Scientists have revealed that the sun will cool down by the mid-century. This will happen as the sun is predicted to emit less radiation during the period called the grand minimum.

Global Temperatures Expected To Drop

Physicist Dan Lubin, from Scripps Institution of Oceanography at the University of California San Diego, and colleagues said that the ultraviolet radiation of the sun will be reduced by an additional 7 percent beyond the lowest point of the 11-year solar cycle during a grand minimum.

Because sunlight will be reduced during this period, global temperatures are expected to drop. The phenomenon appears to offer a natural solution to climate change, which experts fear could lead to a rise in sea level, flooding, and extinction of species.

Not A Natural Solution To Climate Change

Unfortunately, Lubin and colleagues said that while the solar phenomenon will somehow slow global warming, it will not stop the current trend of human-induced climate change.

They explained that the cooling effect of the grand solar minimum is only a fraction of the warming effect linked to the increasing amount of planet-warming greenhouse gases in the atmosphere.

During the Maunder Minimum that occurred in the mid-17th century, the temperatures were low enough they froze the Thames River regularly. The cold period also froze the Baltic Sea to an extent that the Swedish army managed to invade Denmark in 1658 by marching across the sea ice.

In an earlier study that looked at how a Maunder Minimum-type grand minimum occurring in the future would impact the world's climate, researchers assumed that the total solar irradiance will drop by 0.25 percent over a period of 50 years starting 2020.

The findings revealed that after solar radiation drops in 2020, the surface average temperature worldwide will cool by up to several tenths of a degree Celsius.
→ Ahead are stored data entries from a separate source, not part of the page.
// Route exports
pub mod events;

use crate::error::CircleError;
use crate::models::ErrorResponse;
use actix_web::http::StatusCode;
use actix_web::{web, HttpResponse, ResponseError};

pub use events::AppState;

pub fn configure_routes(cfg: &mut web::ServiceConfig) {
    cfg.service(web::scope("/api/v1").configure(events::configure));
}

impl ResponseError for CircleError {
    fn status_code(&self) -> StatusCode {
        match self {
            CircleError::AlreadyOptedIn { .. }
            | CircleError::PartnerConflict { .. }
            | CircleError::AlreadyTriggered(_)
            | CircleError::EventNotOpen { .. } => StatusCode::CONFLICT,
            CircleError::NotOptedIn { .. } | CircleError::EventNotFound(_) => StatusCode::NOT_FOUND,
            CircleError::InvalidPartner(_) => StatusCode::BAD_REQUEST,
            CircleError::InsufficientPool { .. } => StatusCode::UNPROCESSABLE_ENTITY,
            CircleError::NoHostAvailable { .. }
            | CircleError::CorruptPartnerLink { .. }
            | CircleError::InvalidTransition { .. }
            | CircleError::InvalidConfiguration(_)
            | CircleError::Storage(_)
            | CircleError::Migration(_)
            | CircleError::Internal(_) => StatusCode::INTERNAL_SERVER_ERROR,
        }
    }

    fn error_response(&self) -> HttpResponse {
        let status = self.status_code();

        // Internal details stay in the log
        let message = if self.is_internal() {
            tracing::error!("Request failed: {}", self);
            "An internal error occurred".to_string()
        } else {
            self.to_string()
        };

        HttpResponse::build(status).json(ErrorResponse {
            error: self.kind().to_string(),
            message,
            status_code: status.as_u16(),
        })
    }
}

#[cfg(test)]
mod tests {
    use super::*;
    use uuid::Uuid;

    #[test]
    fn test_status_mapping() {
        let id = Uuid::new_v4();
        assert_eq!(CircleError::AlreadyTriggered(id).status_code(), StatusCode::CONFLICT);
        assert_eq!(CircleError::EventNotFound(id).status_code(), StatusCode::NOT_FOUND);
        assert_eq!(
            CircleError::InvalidPartner("x".to_string()).status_code(),
            StatusCode::BAD_REQUEST
        );
        assert_eq!(
            CircleError::InsufficientPool { pool_size: 1, minimum: 6 }.status_code(),
            StatusCode::UNPROCESSABLE_ENTITY
        );
        assert_eq!(
            CircleError::CorruptPartnerLink {
                user_id: "a".to_string(),
                partner_id: "b".to_string()
            }
            .status_code(),
            StatusCode::INTERNAL_SERVER_ERROR
        );
    }
}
By the year 2070, however, researchers found that the warming would nearly catch up to the reference simulation, which means that a future grand solar minimum would merely slow down global warming.

"Now we have a benchmark from which we can perform better climate model simulations," Lubin said.

Warming Planet

A 2017 study found that there is a 90 percent increase in odds that global temperatures will increase from 2 degrees to 4.9 degrees Celsius by the year 2100. In worst-case scenarios, temperatures could rise 6 degrees Celsius higher than the temperatures in the pre-industrial times.

The findings of the new study were published in the Astrophysical Journal Letters.